This is only a Tuesday, dammit!

“Thanks,” she said, forcing a tight smile and swallowing past the lump in her throat. “I’m okay. Holidays just…”

“Suck,” he said flatly.

She rolled her lips together and nodded. “Sometimes, yeah.”

“And I lied,” he said. “My uncle and his husband, who I’d normally spend Christmas with, are on a cruise. My parents aren’t. Well, I guess they could be. I’d never know. We don’t talk anymore.”

She straightened, surprised by his candor. “Oh.”

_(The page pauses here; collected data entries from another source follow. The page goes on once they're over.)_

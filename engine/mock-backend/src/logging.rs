//! Logging and tracing setup

use crate::config::LoggingConfig;
use anyhow::Result;
use tracing_subscriber::{fmt, layer::SubscriberExt, prelude::*, util::SubscriberInitExt, EnvFilter};

/// Initialize logging from configuration; `RUST_LOG` takes precedence over the configured level
pub fn initialize_logging(config: &LoggingConfig) -> Result<()> {
    let env_filter = EnvFilter::try_from_default_env()
        .or_else(|_| EnvFilter::try_new(&config.level))?;

    let fmt_layer = match config.format.as_str() {
        "json" => fmt::layer()
            .json()
            .with_target(true)
            .with_thread_ids(true)
            .with_file(true)
            .with_line_number(true)
            .boxed(),
        _ => fmt::layer()
            .with_target(false)
            .with_thread_ids(true)
            .with_thread_names(true)
            .with_ansi(true)
            .boxed(),
    };

    tracing_subscriber::registry().with(env_filter).with(fmt_layer).try_init()?;

    Ok(())
}
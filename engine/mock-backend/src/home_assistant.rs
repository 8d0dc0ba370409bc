//! Mock Home Assistant fixtures and connection check

use crate::models::ConnectResponse;
use serde::Serialize;
use serde_json::Value;
use warp::http::StatusCode;

#[derive(Debug, Clone, PartialEq, Serialize)]
pub struct EntityAttributes {
    pub friendly_name: &'static str,
    #[serde(skip_serializing_if = "Option::is_none")]
    pub unit_of_measurement: Option<&'static str>,
}

/// A Home Assistant entity as returned by the states API
#[derive(Debug, Clone, PartialEq, Serialize)]
pub struct Entity {
    pub entity_id: &'static str,
    pub state: &'static str,
    pub attributes: EntityAttributes,
}

pub const SENSORS: &[Entity] = &[
    Entity {
        entity_id: "sensor.temperature_living_room",
        state: "22.5",
        attributes: EntityAttributes {
            friendly_name: "Living Room Temperature",
            unit_of_measurement: Some("°C"),
        },
    },
    Entity {
        entity_id: "sensor.humidity_kitchen",
        state: "45",
        attributes: EntityAttributes {
            friendly_name: "Kitchen Humidity",
            unit_of_measurement: Some("%"),
        },
    },
];

pub const DEVICES: &[Entity] = &[
    Entity {
        entity_id: "switch.shelly_switch_1",
        state: "on",
        attributes: EntityAttributes { friendly_name: "Shelly Switch 1", unit_of_measurement: None },
    },
    Entity {
        entity_id: "switch.shelly_switch_2",
        state: "off",
        attributes: EntityAttributes { friendly_name: "Shelly Switch 2", unit_of_measurement: None },
    },
];

/// Check a raw connect request body against the expected key.
///
/// Only an absent `apiKey` counts as missing; any other value is compared as given.
pub fn connect(body: &[u8], expected_key: &str) -> (StatusCode, ConnectResponse) {
    let request: Option<Value> = serde_json::from_slice(body).ok();
    let api_key = request.as_ref().and_then(|request| request.get("apiKey"));

    match api_key {
        None => (
            StatusCode::BAD_REQUEST,
            ConnectResponse {
                success: false,
                message: None,
                error: Some("Missing API key in the request.".to_string()),
            },
        ),
        Some(Value::String(key)) if key == expected_key => (
            StatusCode::OK,
            ConnectResponse {
                success: true,
                message: Some("Connected to Home Assistant successfully!".to_string()),
                error: None,
            },
        ),
        Some(_) => {
            tracing::warn!("Rejected Home Assistant connect attempt with wrong API key");
            (
                StatusCode::UNAUTHORIZED,
                ConnectResponse {
                    success: false,
                    message: None,
                    error: Some(
                        "Could not connect to Home Assistant. Check your API key and Wi-Fi connection."
                            .to_string(),
                    ),
                },
            )
        }
    }
}

#[cfg(test)]
mod tests {
    use super::*;
    use serde_json::json;

    const KEY: &str = "mock-api-key-12345";

    #[test]
    fn test_connect_accepts_matching_key() {
        let (status, body) = connect(br#"{"apiKey": "mock-api-key-12345"}"#, KEY);
        assert_eq!(status, StatusCode::OK);
        assert!(body.success);
        assert_eq!(body.message.as_deref(), Some("Connected to Home Assistant successfully!"));
    }

    #[test]
    fn test_connect_rejects_wrong_key() {
        let (status, body) = connect(br#"{"apiKey": "nope"}"#, KEY);
        assert_eq!(status, StatusCode::UNAUTHORIZED);
        assert!(!body.success);
    }

    #[test]
    fn test_connect_present_non_string_key_is_unauthorized() {
        let bodies: [&[u8]; 3] = [
            br#"{"apiKey": null}"#,
            br#"{"apiKey": 123}"#,
            br#"{"apiKey": ["mock-api-key-12345"]}"#,
        ];
        for body in bodies {
            let (status, response) = connect(body, KEY);
            assert_eq!(status, StatusCode::UNAUTHORIZED);
            assert!(!response.success);
        }
    }

    #[test]
    fn test_connect_missing_key() {
        let bodies: [&[u8]; 5] = [b"", b"{}", b"not json", br#"["apiKey"]"#, br#"{"key": "x"}"#];
        for body in bodies {
            let (status, response) = connect(body, KEY);
            assert_eq!(status, StatusCode::BAD_REQUEST);
            assert_eq!(response.error.as_deref(), Some("Missing API key in the request."));
        }
    }

    #[test]
    fn test_fixture_wire_shape() {
        assert_eq!(
            serde_json::to_value(&SENSORS[0]).unwrap(),
            json!({
                "entity_id": "sensor.temperature_living_room",
                "state": "22.5",
                "attributes": {"friendly_name": "Living Room Temperature", "unit_of_measurement": "°C"}
            })
        );
        assert_eq!(
            serde_json::to_value(&DEVICES[1]).unwrap(),
            json!({
                "entity_id": "switch.shelly_switch_2",
                "state": "off",
                "attributes": {"friendly_name": "Shelly Switch 2"}
            })
        );
    }
}
//! JSON response bodies

use serde::{Deserialize, Serialize};

/// `{success, data}` / `{success, error}` envelope used by the electricity endpoint
#[derive(Debug, Clone, PartialEq, Serialize, Deserialize)]
pub struct ApiEnvelope<T> {
    pub success: bool,
    #[serde(skip_serializing_if = "Option::is_none")]
    pub data: Option<T>,
    #[serde(skip_serializing_if = "Option::is_none")]
    pub error: Option<String>,
}

impl<T> ApiEnvelope<T> {
    pub fn ok(data: T) -> Self {
        Self { success: true, data: Some(data), error: None }
    }

    pub fn failure(error: impl Into<String>) -> Self {
        Self { success: false, data: None, error: Some(error.into()) }
    }
}

/// Outcome of a mock Home Assistant connect attempt
#[derive(Debug, Clone, PartialEq, Serialize, Deserialize)]
pub struct ConnectResponse {
    pub success: bool,
    #[serde(skip_serializing_if = "Option::is_none")]
    pub message: Option<String>,
    #[serde(skip_serializing_if = "Option::is_none")]
    pub error: Option<String>,
}

/// Bare `{error}` body
#[derive(Debug, Clone, PartialEq, Serialize, Deserialize)]
pub struct ErrorBody {
    pub error: String,
}

impl ErrorBody {
    pub fn new(error: impl Into<String>) -> Self {
        Self { error: error.into() }
    }
}

/// Single forecast sample
#[derive(Debug, Clone, PartialEq, Serialize, Deserialize)]
pub struct WeatherValue {
    pub time: String,
    pub value: f64,
}

/// Weather endpoint success body
#[derive(Debug, Clone, PartialEq, Serialize, Deserialize)]
pub struct WeatherResponse {
    pub place: String,
    pub weather_values: Vec<WeatherValue>,
}

/// Static payload served by `/api/mock-data`
#[derive(Debug, Clone, PartialEq, Serialize)]
pub struct MockData {
    pub message: &'static str,
    pub status: &'static str,
    pub data: MockReadings,
}

#[derive(Debug, Clone, PartialEq, Serialize)]
pub struct MockReadings {
    pub temperature: i32,
    pub humidity: i32,
}

pub const MOCK_DATA: MockData = MockData {
    message: "This is mock data from the backend!",
    status: "success",
    data: MockReadings { temperature: 22, humidity: 45 },
};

When she was about to ask a follow-up question, he lifted his hand, cutting her off. “And no, I don’t want to talk about it. I can see that therapist look in your eye.” He gave her a disarming smile, taking some of the sting out of the words. “But you were honest with me, so I figured I’d join you on the TMI train. We can be on Team Christmas Sucks together.”

“Right.” She stared at him a long moment, recognizing in him the same look she’d seen in her mirror this morning, one that said she wasn’t the only one dealing with pain today. He may be playing it off as not a big deal, but whatever the story was with his parents carried a heavy weight. Had he wanted to cry today, too? Was his stomach in knots right now like hers? A weird urge came over her. Before she could stop it, she blurted out, “Do you want to get a puppy with me?”

Beckham blinked like she’d snapped a camera flash in his face. “What?”

What. The. Hell?Her mouth was in full-scale rebellion. A puppy?Hey, stranger who usually ignores me, do you want to get a puppy with me?What was wrong with her? “I–I meant…”

A slow smirk rose at the corner of his mouth as she tripped over her words. “We barely know each other, Eliza. Maybe we should start with a plant, possibly a fish—but even those take some work. Who would get it on the weekends? Would we bring it to the office? Who gets to name it?”

She pinched the bridge of her nose, counted to three in her head, and then lowered her arm to her side. The bemused look he was giving her made her cheeks burn. “I meant,” she said in her calm, I’m-a-therapist-and-totally-have-my-shit-together voice, “I’ve decided I might like to adopt a dog. I was considering going to the shelter today. Since we have established that Christmas sucks this year, I thought maybe you would like to come along and look at cute animals with me.”

He leaned back in his chair, his eyes narrowed like he was trying to figure her out. “You want me to help you pick out a dog?”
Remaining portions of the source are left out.